One Minute With: Bernard Cornwell, novelist
Friday 22 October 2010
Where are you now and what can you see?
I'm on the Hammersmith flyover (en route to Oxford). I can see an advert for Kellogg's Cornflakes and the Shot Tower [in Twickenham]. I go to and fro from Heathrow a lot.
What are you currently reading?
Daniel Okrent's 'Last Call: The Rise and Fall of Prohibition'. I've always been fascinated by this outbreak of complete madness in American history. It was a one-off, but one day they might try to do the same to smokers!
Choose a favourite author and say why you like her/him
CJ Sansom. I absolutely adore his Matthew Shardlake. He's an extraordinarily interesting and engaging character, and very cleverly written.
Describe the room where you usually write
It's dark red, a bedroom converted into a study. We're right in the 18th-century heart of Charleston, South Carolina. Our house is Victorian, but across the road I can see a house built in 1740. We live on Cape Cod in the summer and Charleston in the winter. I could never go to Florida!
What distracts you from writing?
Almost nothing, when I'm working. The only person I allow to distract me is my wife.

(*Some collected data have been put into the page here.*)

//! Repeated reflow against a live surface.

use super::reflow::{ReflowSurface, plan_reflow};
use super::{PageGeometry, PaginationOptions};
use parking_lot::Mutex;
use std::sync::atomic::{AtomicBool, Ordering};
use tracing::{debug, warn};

/// Run one reflow pass against `surface`.
///
/// Returns whether a break marker was inserted. Call again until it returns
/// `false`. An unmounted surface or one without content is a no-op.
pub fn paginate<S: ReflowSurface>(
    surface: &mut S,
    page_height_px: f64,
    top_margin_px: f64,
    bottom_margin_px: f64,
) -> bool {
    let available = (page_height_px - top_margin_px - bottom_margin_px).max(0.0);
    apply_pass(surface, available)
}

fn apply_pass<S: ReflowSurface>(surface: &mut S, available_px: f64) -> bool {
    let Some(root) = surface.root_element_id() else {
        return false;
    };
    let boxes = surface.rendered_boxes(&root);
    if boxes.is_empty() {
        return false;
    }

    let plan = plan_reflow(&boxes, available_px);
    for marker in &plan.resets {
        surface.set_leading_offset(*marker, 0.0);
    }

    let Some(insertion) = plan.insertion else {
        return false;
    };
    match surface.insert_break_before(insertion.before) {
        Some(marker) => {
            surface.set_leading_offset(marker, insertion.leading_offset_px);
            debug!(
                before = %insertion.before,
                marker = %marker,
                leading_offset = insertion.leading_offset_px,
                "inserted page break"
            );
            true
        },
        None => {
            warn!(before = %insertion.before, "break target vanished from surface");
            false
        },
    }
}

/// Clears the in-flight flag when a reflow request ends.
struct InFlight<'a>(&'a AtomicBool);

impl Drop for InFlight<'_> {
    fn drop(&mut self) {
        self.0.store(false, Ordering::Release);
    }
}

/// Drives reflow passes until the surface reaches a fixed point.
///
/// Only one request runs at a time; a request arriving while another is in
/// flight is dropped, not queued.
///
/// # Examples
///
/// ```rust,ignore
/// let paginator = Paginator::new(PageGeometry::default());
/// // after every edit or resize:
/// paginator.schedule(&surface).await;
/// ```
#[derive(Debug, Default)]
pub struct Paginator {
    geometry: PageGeometry,
    options: PaginationOptions,
    in_flight: AtomicBool,
}

impl Paginator {
    pub fn new(geometry: PageGeometry) -> Self {
        Self {
            geometry,
            options: PaginationOptions::default(),
            in_flight: AtomicBool::new(false),
        }
    }

    pub fn with_options(mut self, options: PaginationOptions) -> Self {
        self.options = options;
        self
    }

    #[inline]
    pub fn geometry(&self) -> &PageGeometry {
        &self.geometry
    }

    pub fn set_geometry(&mut self, geometry: PageGeometry) {
        self.geometry = geometry;
    }

    #[inline]
    pub fn options(&self) -> &PaginationOptions {
        &self.options
    }

    #[inline]
    pub fn is_running(&self) -> bool {
        self.in_flight.load(Ordering::Acquire)
    }

    fn try_begin(&self) -> Option<InFlight<'_>> {
        self.in_flight
            .compare_exchange(false, true, Ordering::AcqRel, Ordering::Acquire)
            .ok()
            .map(|_| InFlight(&self.in_flight))
    }

    /// One guarded pass. Returns whether a break was inserted.
    pub fn paginate<S: ReflowSurface>(&self, surface: &mut S) -> bool {
        let Some(_guard) = self.try_begin() else {
            warn!("reflow already in flight, dropping request");
            return false;
        };
        apply_pass(surface, self.geometry.available_height())
    }

    /// Repeat passes until one inserts nothing or the safety limit is hit.
    /// Returns the number of markers inserted, or `None` if the request was
    /// dropped.
    pub fn run<S: ReflowSurface>(&self, surface: &mut S) -> Option<usize> {
        let Some(_guard) = self.try_begin() else {
            warn!("reflow already in flight, dropping request");
            return None;
        };
        Some(self.converge(surface))
    }

    /// Wait for layout to settle, then run to a fixed point.
    pub async fn schedule<S: ReflowSurface>(&self, surface: &Mutex<S>) -> Option<usize> {
        let Some(_guard) = self.try_begin() else {
            warn!("reflow already in flight, dropping request");
            return None;
        };
        tokio::time::sleep(self.options.settle_delay).await;
        let mut surface = surface.lock();
        Some(self.converge(&mut *surface))
    }

    fn converge<S: ReflowSurface>(&self, surface: &mut S) -> usize {
        let available = self.geometry.available_height();
        let mut inserted = 0;
        while inserted < self.options.safety_limit {
            if !apply_pass(surface, available) {
                debug!(inserted, "reflow converged");
                return inserted;
            }
            inserted += 1;
        }
        warn!(
            limit = self.options.safety_limit,
            "reflow stopped at safety limit"
        );
        inserted
    }
}

#[cfg(test)]
mod tests {
    use super::*;
    use crate::document::{BreakKind, Node, NodeId, RichDocument};
    use crate::layout::reflow::{MeasuredBox, MeasurementProvider};
    use crate::layout::PageMargins;
    use std::collections::HashMap;
    use std::time::Duration;

    struct TestSurface {
        doc: RichDocument,
        heights: HashMap<NodeId, f64>,
        offsets: HashMap<NodeId, f64>,
        mounted: bool,
    }

    impl TestSurface {
        fn with_boxes(count: usize, height: f64) -> Self {
            let mut doc = RichDocument::new();
            let mut heights = HashMap::new();
            for i in 0..count {
                let id = doc.push(Node::paragraph(vec![Node::text(format!("p{}", i))]));
                heights.insert(id, height);
            }
            Self {
                doc,
                heights,
                offsets: HashMap::new(),
                mounted: true,
            }
        }

        fn markers(&self) -> Vec<NodeId> {
            self.doc
                .iter()
                .filter(|(_, node)| node.is_break_marker())
                .map(|(id, _)| id)
                .collect()
        }
    }

    impl MeasurementProvider for TestSurface {
        type RootId = ();

        fn root_element_id(&self) -> Option<()> {
            self.mounted.then_some(())
        }

        fn rendered_boxes(&self, _root: &()) -> Vec<MeasuredBox> {
            self.doc
                .iter()
                .map(|(id, node)| {
                    if node.is_break_marker() {
                        MeasuredBox::marker(id)
                    } else {
                        MeasuredBox::content(id, self.heights.get(&id).copied().unwrap_or(0.0))
                    }
                })
                .collect()
        }
    }

    impl ReflowSurface for TestSurface {
        fn insert_break_before(&mut self, target: NodeId) -> Option<NodeId> {
            self.doc.insert_break_before(target, BreakKind::Auto)
        }

        fn set_leading_offset(&mut self, marker: NodeId, offset_px: f64) {
            self.offsets.insert(marker, offset_px);
        }
    }

    fn expected_markers(n: usize, height: f64, capacity: f64) -> usize {
        let per_page = (capacity / height).floor() as usize;
        n.div_ceil(per_page) - 1
    }

    #[test]
    fn test_fixed_point_marker_count() {
        // capacity 864 is not a multiple of either height
        for (n, height) in [(10, 300.0), (7, 250.0), (12, 100.0)] {
            let mut surface = TestSurface::with_boxes(n, height);
            let paginator = Paginator::new(PageGeometry::default());
            let inserted = paginator.run(&mut surface).unwrap();
            assert_eq!(inserted, expected_markers(n, height, 864.0));
            assert_eq!(surface.markers().len(), inserted);
        }
    }

    #[test]
    fn test_idempotent_after_convergence() {
        let mut surface = TestSurface::with_boxes(10, 300.0);
        let paginator = Paginator::new(PageGeometry::default());
        paginator.run(&mut surface).unwrap();
        let before: Vec<NodeId> = surface.doc.ids().collect();

        assert!(!paginator.paginate(&mut surface));
        assert_eq!(paginator.run(&mut surface), Some(0));
        assert_eq!(surface.doc.ids().collect::<Vec<_>>(), before);
    }

    #[test]
    fn test_oversized_boxes_one_marker_each() {
        let mut surface = TestSurface::with_boxes(3, 1000.0);
        let paginator = Paginator::new(PageGeometry::default());
        assert_eq!(paginator.run(&mut surface), Some(3));

        let first = surface.doc.nodes().next().unwrap();
        assert!(first.is_break_marker());
    }

    #[test]
    fn test_leading_offsets() {
        let mut surface = TestSurface::with_boxes(3, 300.0);
        assert!(paginate(&mut surface, 1056.0, 96.0, 96.0));
        let marker = surface.markers()[0];
        assert_eq!(surface.offsets[&marker], 264.0);

        // a later pass walks the marker and resets its offset
        assert!(!paginate(&mut surface, 1056.0, 96.0, 96.0));
        assert_eq!(surface.offsets[&marker], 0.0);
    }

    #[test]
    fn test_unmounted_or_empty_is_noop() {
        let mut surface = TestSurface::with_boxes(10, 300.0);
        surface.mounted = false;
        assert!(!paginate(&mut surface, 1056.0, 96.0, 96.0));

        let mut empty = TestSurface::with_boxes(0, 0.0);
        assert!(!paginate(&mut empty, 1056.0, 96.0, 96.0));
    }

    #[test]
    fn test_safety_limit() {
        let mut surface = TestSurface::with_boxes(10, 300.0);
        let paginator = Paginator::new(PageGeometry::default())
            .with_options(PaginationOptions::new().with_safety_limit(3));
        assert_eq!(paginator.run(&mut surface), Some(3));
        assert_eq!(paginator.run(&mut surface), Some(1));
    }

    #[test]
    fn test_margins_change_capacity() {
        let mut surface = TestSurface::with_boxes(4, 300.0);
        let geometry = PageGeometry::default().with_margins(PageMargins::uniform(0.0));
        let paginator = Paginator::new(geometry);
        // 1056 / 300 -> three boxes per page
        assert_eq!(paginator.run(&mut surface), Some(1));
    }

    #[tokio::test]
    async fn test_overlapping_schedule_is_dropped() {
        let surface = Mutex::new(TestSurface::with_boxes(10, 300.0));
        let paginator = Paginator::new(PageGeometry::default()).with_options(
            PaginationOptions::new().with_settle_delay(Duration::from_millis(20)),
        );

        let (first, second) = tokio::join!(
            paginator.schedule(&surface),
            paginator.schedule(&surface)
        );
        assert_eq!(first, Some(4));
        assert_eq!(second, None);
        assert!(!paginator.is_running());

        assert_eq!(paginator.schedule(&surface).await, Some(0));
    }
}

Which fictional character most resembles you?
Obadiah Hakeswill [the villain from the 'Sharpe' novels]. No - that's a joke! Otherwise, I'm completely stymied about this.
What are your readers like when you meet them?
Charming and interesting, and full of suggestions. It surprises me how many women there are among them. They tend to be all ages from 12 to 80. In Brazil, for some reason, there's a craze among young people for my books – which is wonderful.
Who is your hero/heroine from outside literature?
It's obvious to say the Duke of Wellington, but that's a bit like falling off a log. My heroine would be Nell Gwyn. She would be fun.